Task to carry out:
The records are to be copied in their entirety, exactly as given.
↓↓↓
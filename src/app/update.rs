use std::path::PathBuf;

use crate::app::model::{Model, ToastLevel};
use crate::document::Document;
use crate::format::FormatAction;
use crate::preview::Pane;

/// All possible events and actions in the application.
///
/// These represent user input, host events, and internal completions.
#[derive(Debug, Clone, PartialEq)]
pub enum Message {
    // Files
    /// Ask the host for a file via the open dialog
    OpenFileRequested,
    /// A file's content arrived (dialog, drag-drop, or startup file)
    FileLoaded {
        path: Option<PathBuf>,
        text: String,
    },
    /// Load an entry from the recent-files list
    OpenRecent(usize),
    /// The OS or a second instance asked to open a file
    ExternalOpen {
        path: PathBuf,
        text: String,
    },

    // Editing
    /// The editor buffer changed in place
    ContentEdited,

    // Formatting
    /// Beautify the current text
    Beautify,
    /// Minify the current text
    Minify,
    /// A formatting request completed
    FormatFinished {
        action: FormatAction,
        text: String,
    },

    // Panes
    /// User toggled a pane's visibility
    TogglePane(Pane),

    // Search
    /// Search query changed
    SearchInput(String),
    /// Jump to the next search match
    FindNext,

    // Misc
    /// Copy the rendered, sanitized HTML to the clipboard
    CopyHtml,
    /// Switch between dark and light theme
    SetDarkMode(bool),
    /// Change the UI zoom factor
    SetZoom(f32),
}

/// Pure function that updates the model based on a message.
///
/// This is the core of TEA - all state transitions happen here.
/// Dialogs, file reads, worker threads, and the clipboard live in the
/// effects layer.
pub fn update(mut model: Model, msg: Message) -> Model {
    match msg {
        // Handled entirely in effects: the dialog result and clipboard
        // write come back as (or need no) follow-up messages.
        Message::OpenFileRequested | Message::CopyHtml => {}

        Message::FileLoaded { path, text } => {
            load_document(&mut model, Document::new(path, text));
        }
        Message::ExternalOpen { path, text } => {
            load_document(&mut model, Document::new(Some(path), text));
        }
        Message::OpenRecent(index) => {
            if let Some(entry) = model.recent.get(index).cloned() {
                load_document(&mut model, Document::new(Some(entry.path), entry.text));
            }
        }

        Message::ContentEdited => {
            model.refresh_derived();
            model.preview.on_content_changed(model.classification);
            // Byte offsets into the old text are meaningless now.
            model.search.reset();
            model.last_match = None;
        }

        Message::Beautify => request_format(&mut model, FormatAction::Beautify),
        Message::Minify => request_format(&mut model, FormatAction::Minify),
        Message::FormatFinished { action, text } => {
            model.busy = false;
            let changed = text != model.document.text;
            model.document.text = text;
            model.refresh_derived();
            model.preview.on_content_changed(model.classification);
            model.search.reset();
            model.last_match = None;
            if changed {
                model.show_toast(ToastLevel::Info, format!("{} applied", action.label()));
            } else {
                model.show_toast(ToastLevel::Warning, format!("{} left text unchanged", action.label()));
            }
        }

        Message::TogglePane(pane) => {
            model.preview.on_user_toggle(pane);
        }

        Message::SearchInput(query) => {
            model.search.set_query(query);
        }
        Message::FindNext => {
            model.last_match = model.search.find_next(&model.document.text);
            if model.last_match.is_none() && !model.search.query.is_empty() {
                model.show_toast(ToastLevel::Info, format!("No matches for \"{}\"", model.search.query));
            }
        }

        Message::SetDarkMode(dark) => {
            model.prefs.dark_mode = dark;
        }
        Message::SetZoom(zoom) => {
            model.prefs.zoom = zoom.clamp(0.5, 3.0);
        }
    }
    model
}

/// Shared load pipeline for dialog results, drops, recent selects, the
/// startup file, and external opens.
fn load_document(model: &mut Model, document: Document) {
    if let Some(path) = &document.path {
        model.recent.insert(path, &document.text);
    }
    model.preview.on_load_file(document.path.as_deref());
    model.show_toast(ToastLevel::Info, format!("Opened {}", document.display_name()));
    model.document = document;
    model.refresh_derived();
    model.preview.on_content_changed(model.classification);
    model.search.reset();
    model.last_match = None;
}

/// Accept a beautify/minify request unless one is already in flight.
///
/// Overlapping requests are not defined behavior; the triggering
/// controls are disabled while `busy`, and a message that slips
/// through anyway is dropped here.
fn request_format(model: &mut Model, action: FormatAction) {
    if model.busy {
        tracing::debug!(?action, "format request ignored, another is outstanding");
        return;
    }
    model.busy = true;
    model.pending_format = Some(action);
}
↑↑↑
Task output:
filename src/app/update.rs
use std::path::PathBuf;

use crate::app::model::{Model, ToastLevel};
use crate::document::Document;
use crate::format::FormatAction;
use crate::preview::Pane;

/// All possible events and actions in the application.
///
/// These represent user input, host events, and internal completions.
#[derive(Debug, Clone, PartialEq)]
pub enum Message {
    // Files
    /// Ask the host for a file via the open dialog
    OpenFileRequested,
    /// A file's content arrived (dialog, drag-drop, or startup file)
    FileLoaded {
        path: Option<PathBuf>,
        text: String,
    },
    /// Load an entry from the recent-files list
    OpenRecent(usize),
    /// The OS or a second instance asked to open a file
    ExternalOpen {
        path: PathBuf,
        text: String,
    },

    // Editing
    /// The editor buffer changed in place
    ContentEdited,

    // Formatting
    /// Beautify the current text
    Beautify,
    /// Minify the current text
    Minify,
    /// A formatting request completed
    FormatFinished {
        action: FormatAction,
        text: String,
    },

    // Panes
    /// User toggled a pane's visibility
    TogglePane(Pane),

    // Search
    /// Search query changed
    SearchInput(String),
    /// Jump to the next search match
    FindNext,

    // Misc
    /// Copy the rendered, sanitized HTML to the clipboard
    CopyHtml,
    /// Switch between dark and light theme
    SetDarkMode(bool),
    /// Change the UI zoom factor
    SetZoom(f32),
}

/// Pure function that updates the model based on a message.
///
/// This is the core of TEA - all state transitions happen here.
/// Dialogs, file reads, worker threads, and the clipboard live in the
/// effects layer.
pub fn update(mut model: Model, msg: Message) -> Model {
    match msg {
        // Handled entirely in effects: the dialog result and clipboard
        // write come back as (or need no) follow-up messages.
        Message::OpenFileRequested | Message::CopyHtml => {}

        Message::FileLoaded { path, text } => {
            load_document(&mut model, Document::new(path, text));
        }
        Message::ExternalOpen { path, text } => {
            load_document(&mut model, Document::new(Some(path), text));
        }
        Message::OpenRecent(index) => {
            if let Some(entry) = model.recent.get(index).cloned() {
                load_document(&mut model, Document::new(Some(entry.path), entry.text));
            }
        }

        Message::ContentEdited => {
            model.refresh_derived();
            model.preview.on_content_changed(model.classification);
            // Byte offsets into the old text are meaningless now.
            model.search.reset();
            model.last_match = None;
        }

        Message::Beautify => request_format(&mut model, FormatAction::Beautify),
        Message::Minify => request_format(&mut model, FormatAction::Minify),
        Message::FormatFinished { action, text } => {
            model.busy = false;
            let changed = text != model.document.text;
            model.document.text = text;
            model.refresh_derived();
            model.preview.on_content_changed(model.classification);
            model.search.reset();
            model.last_match = None;
            if changed {
                model.show_toast(ToastLevel::Info, format!("{} applied", action.label()));
            } else {
                model.show_toast(ToastLevel::Warning, format!("{} left text unchanged", action.label()));
            }
        }

        Message::TogglePane(pane) => {
            model.preview.on_user_toggle(pane);
        }

        Message::SearchInput(query) => {
            model.search.set_query(query);
        }
        Message::FindNext => {
            model.last_match = model.search.find_next(&model.document.text);
            if model.last_match.is_none() && !model.search.query.is_empty() {
                model.show_toast(ToastLevel::Info, format!("No matches for \"{}\"", model.search.query));
            }
        }

        Message::SetDarkMode(dark) => {
            model.prefs.dark_mode = dark;
        }
        Message::SetZoom(zoom) => {
            model.prefs.zoom = zoom.clamp(0.5, 3.0);
        }
    }
    model
}

/// Shared load pipeline for dialog results, drops, recent selects, the
/// startup file, and external opens.
fn load_document(model: &mut Model, document: Document) {
    if let Some(path) = &document.path {
        model.recent.insert(path, &document.text);
    }
    model.preview.on_load_file(document.path.as_deref());
    model.show_toast(ToastLevel::Info, format!("Opened {}", document.display_name()));
    model.document = document;
    model.refresh_derived();
    model.preview.on_content_changed(model.classification);
    model.search.reset();
    model.last_match = None;
}

/// Accept a beautify/minify request unless one is already in flight.
///
/// Overlapping requests are not defined behavior; the triggering
/// controls are disabled while `busy`, and a message that slips
/// through anyway is dropped here.
fn request_format(model: &mut Model, action: FormatAction) {
    if model.busy {
        tracing::debug!(?action, "format request ignored, another is outstanding");
        return;
    }
    model.busy = true;
    model.pending_format = Some(action);
}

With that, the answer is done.